KUALA LUMPUR: Tenaga Nasional Bhd (TNB) posts a resilient first half of 2022 on the back of five per cent growth in electricity demand year-on-year in line with continued post-pandemic economic growth, president and chief executive officer Datuk Indera Baharin Din.
Baharin expects a reasonable performance this year while remaining cautious on the prolonged impact of high fuel price and customers' credit risk outlook.
"Group revenue without cost recovery of the Imbalance Cost Pass-Through (ICPT) for the period increased by 4.4 per cent to RM24.99 billion from RM23.93 billion," he told analysts today following results announcement on Tuesday.
TNB's net profit rose to RM872.2 million in the second quarter (Q2) ended June 30, 2022 from RM821.5 million in the same period last year.
Revenue for the quarter under review rose 53.8 per cent YoY to RM19.14 billion from RM12.44 billion in Q2 last year.
For the first six months, the company's net profit slipped 0.8 per cent YoY to RM1.77 billion from RM1.78 billion.

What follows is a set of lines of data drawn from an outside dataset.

//! In-memory content source for tests

use async_trait::async_trait;
use chrono::{TimeZone, Utc};
use std::sync::atomic::{AtomicBool, AtomicUsize, Ordering};
use std::sync::Mutex;

use super::{CmsError, ContentSource};
use crate::content::rich_text::{NodeKind, RichTextNode};
use crate::content::{ContentBlock, PostDetail, PostSummary, PostsPage};

/// Serves a fixed list of posts, paginated with `page:<n>` cursors
pub(crate) struct MemorySource {
    posts: Mutex<Vec<PostDetail>>,
    page_size: usize,
    failing: AtomicBool,
    page_calls: AtomicUsize,
    detail_calls: AtomicUsize,
}

pub(crate) fn sample_post(uid: &str, title: &str) -> PostDetail {
    PostDetail {
        summary: PostSummary {
            uid: uid.to_string(),
            first_publication_date: Utc.with_ymd_and_hms(2021, 3, 25, 0, 0, 0).single(),
            title: title.to_string(),
            subtitle: format!("About {}", title),
            author: "Danilo Vieira".to_string(),
        },
        banner_url: format!("https://images.example.com/{}.png", uid),
        content: vec![ContentBlock {
            heading: "Proin et varius".to_string(),
            body: vec![RichTextNode {
                kind: NodeKind::Paragraph,
                text: "Nullam dolor sapien, vulputate eu diam at.".to_string(),
                spans: Vec::new(),
                url: None,
                alt: None,
                oembed: None,
            }],
        }],
    }
}

impl MemorySource {
    pub(crate) fn new(posts: Vec<PostDetail>, page_size: usize) -> Self {
        Self {
            posts: Mutex::new(posts),
            page_size,
            failing: AtomicBool::new(false),
            page_calls: AtomicUsize::new(0),
            detail_calls: AtomicUsize::new(0),
        }
    }

    /// `count` posts named `post-1`..`post-<count>`
    pub(crate) fn with_posts(count: usize, page_size: usize) -> Self {
        let posts = (1..=count)
            .map(|i| sample_post(&format!("post-{}", i), &format!("Post {}", i)))
            .collect();
        Self::new(posts, page_size)
    }

    pub(crate) fn set_failing(&self, failing: bool) {
        self.failing.store(failing, Ordering::SeqCst);
    }

    pub(crate) fn set_posts(&self, posts: Vec<PostDetail>) {
        *self.posts.lock().unwrap() = posts;
    }

    pub(crate) fn page_calls(&self) -> usize {
        self.page_calls.load(Ordering::SeqCst)
    }

    pub(crate) fn detail_calls(&self) -> usize {
        self.detail_calls.load(Ordering::SeqCst)
    }

    fn check_failing(&self, what: &str) -> Result<(), CmsError> {
        if self.failing.load(Ordering::SeqCst) {
            return Err(CmsError::Status {
                url: what.to_string(),
                status: 503,
            });
        }
        Ok(())
    }

    fn page(&self, number: usize) -> PostsPage {
        let posts = self.posts.lock().unwrap();
        let start = (number - 1) * self.page_size;
        let end = (start + self.page_size).min(posts.len());
        let results = posts
            .get(start..end)
            .unwrap_or_default()
            .iter()
            .map(|p| p.summary.clone())
            .collect();
        let next_page = (end < posts.len()).then(|| format!("page:{}", number + 1));
        PostsPage { results, next_page }
    }
}

#[async_trait]
impl ContentSource for MemorySource {
    async fn first_page(&self) -> Result<PostsPage, CmsError> {
        self.page_calls.fetch_add(1, Ordering::SeqCst);
        self.check_failing("first page")?;
        Ok(self.page(1))
    }

    async fn page_at(&self, cursor: &str) -> Result<PostsPage, CmsError> {
        self.page_calls.fetch_add(1, Ordering::SeqCst);
        self.check_failing(cursor)?;
        let number = cursor
            .strip_prefix("page:")
            .and_then(|n| n.parse::<usize>().ok())
            .filter(|n| *n >= 1)
            .ok_or_else(|| CmsError::Status {
                url: cursor.to_string(),
                status: 400,
            })?;
        Ok(self.page(number))
    }

    async fn post_by_uid(&self, uid: &str) -> Result<PostDetail, CmsError> {
        self.detail_calls.fetch_add(1, Ordering::SeqCst);
        self.check_failing(uid)?;
        self.posts
            .lock()
            .unwrap()
            .iter()
            .find(|p| p.uid() == uid)
            .cloned()
            .ok_or_else(|| CmsError::NotFound {
                document_type: "posts".to_string(),
                uid: uid.to_string(),
            })
    }

    async fn all_uids(&self) -> Result<Vec<String>, CmsError> {
        self.check_failing("all uids")?;
        Ok(self
            .posts
            .lock()
            .unwrap()
            .iter()
            .map(|p| p.uid().to_string())
            .collect())
    }
}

Revenue for the period rose to RM34.8 billion from RM24 billion last year as Baharin attributed the higher revenue to the increase in TNB sales of electricity in all sectors, consistent with the overall improvement of Malaysia's GDP of 6.9 per cent YoY.

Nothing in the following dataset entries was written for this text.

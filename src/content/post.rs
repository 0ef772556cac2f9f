//! Post models

use chrono::{DateTime, Utc};
use serde::{Deserialize, Serialize};

use super::rich_text::RichTextNode;

/// A post as shown on the listing page
#[derive(Debug, Clone, PartialEq, Serialize, Deserialize)]
pub struct PostSummary {
    /// Unique identifier, also the URL slug
    pub uid: String,

    /// First publication date, if the source reports one
    pub first_publication_date: Option<DateTime<Utc>>,

    /// Post title
    pub title: String,

    /// Post subtitle
    pub subtitle: String,

    /// Author name
    pub author: String,
}

/// A fully fetched post
#[derive(Debug, Clone, PartialEq, Serialize, Deserialize)]
pub struct PostDetail {
    /// Listing fields
    #[serde(flatten)]
    pub summary: PostSummary,

    /// Banner image URL
    pub banner_url: String,

    /// Content sections in document order
    pub content: Vec<ContentBlock>,
}

/// A section of a post: a heading followed by rich text
#[derive(Debug, Clone, PartialEq, Serialize, Deserialize)]
pub struct ContentBlock {
    pub heading: String,
    pub body: Vec<RichTextNode>,
}

/// One page of the post listing
#[derive(Debug, Clone, PartialEq, Default, Serialize, Deserialize)]
pub struct PostsPage {
    /// Posts in the order the source returned them
    pub results: Vec<PostSummary>,

    /// Opaque cursor for the following page; `None` when exhausted
    pub next_page: Option<String>,
}

impl PostDetail {
    pub fn uid(&self) -> &str {
        &self.summary.uid
    }
}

"Our financials reflect our solid technical performance as our network remains robust with a System Minutes of 0.01 and a System Average Interruption Duration Index (SAIDI) of 22.01 minutes, which is better than our internal performance thresholds," he added.

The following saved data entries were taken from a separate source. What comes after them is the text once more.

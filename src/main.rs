use env_logger::{Builder, Env};

fn init_logger() {
    // Уровень берём из RUST_LOG, иначе дефолт — warn (stdout остаётся только под настройки).
    // Пример: RUST_LOG=debug ./nxcfg PRODINFO.cfg
    Builder::from_env(Env::default().default_filter_or("warn"))
        .format_timestamp_millis()
        .init();
}

fn main() {
    init_logger();

    if let Err(e) = NxCfg::cli::run() {
        // Одна строка диагностики и код 1.
        eprintln!("error: {:#}", e);
        std::process::exit(1);
    }
}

He noted that the recent announcement on a RM5.8 billion payment and a RM6 billion government guarantee loan facility showed a concerted effort by the government and TNB in addressing the high fuel price situation.
On the substantial growth in receivables due to ICPT in 1H22, he said TNB had taken proactive measures to manage working capital.
"These include fulfilling our obligations to our suppliers and vendors through continuous cash flow monitoring and successfully raising additional borrowings when required."We remained prudent in our working capital management and expect our credit rating to remain stable.
"We also improved our collection with an average collection rate of 98 per cent for the first half as compared to 92 per cent last year," he said.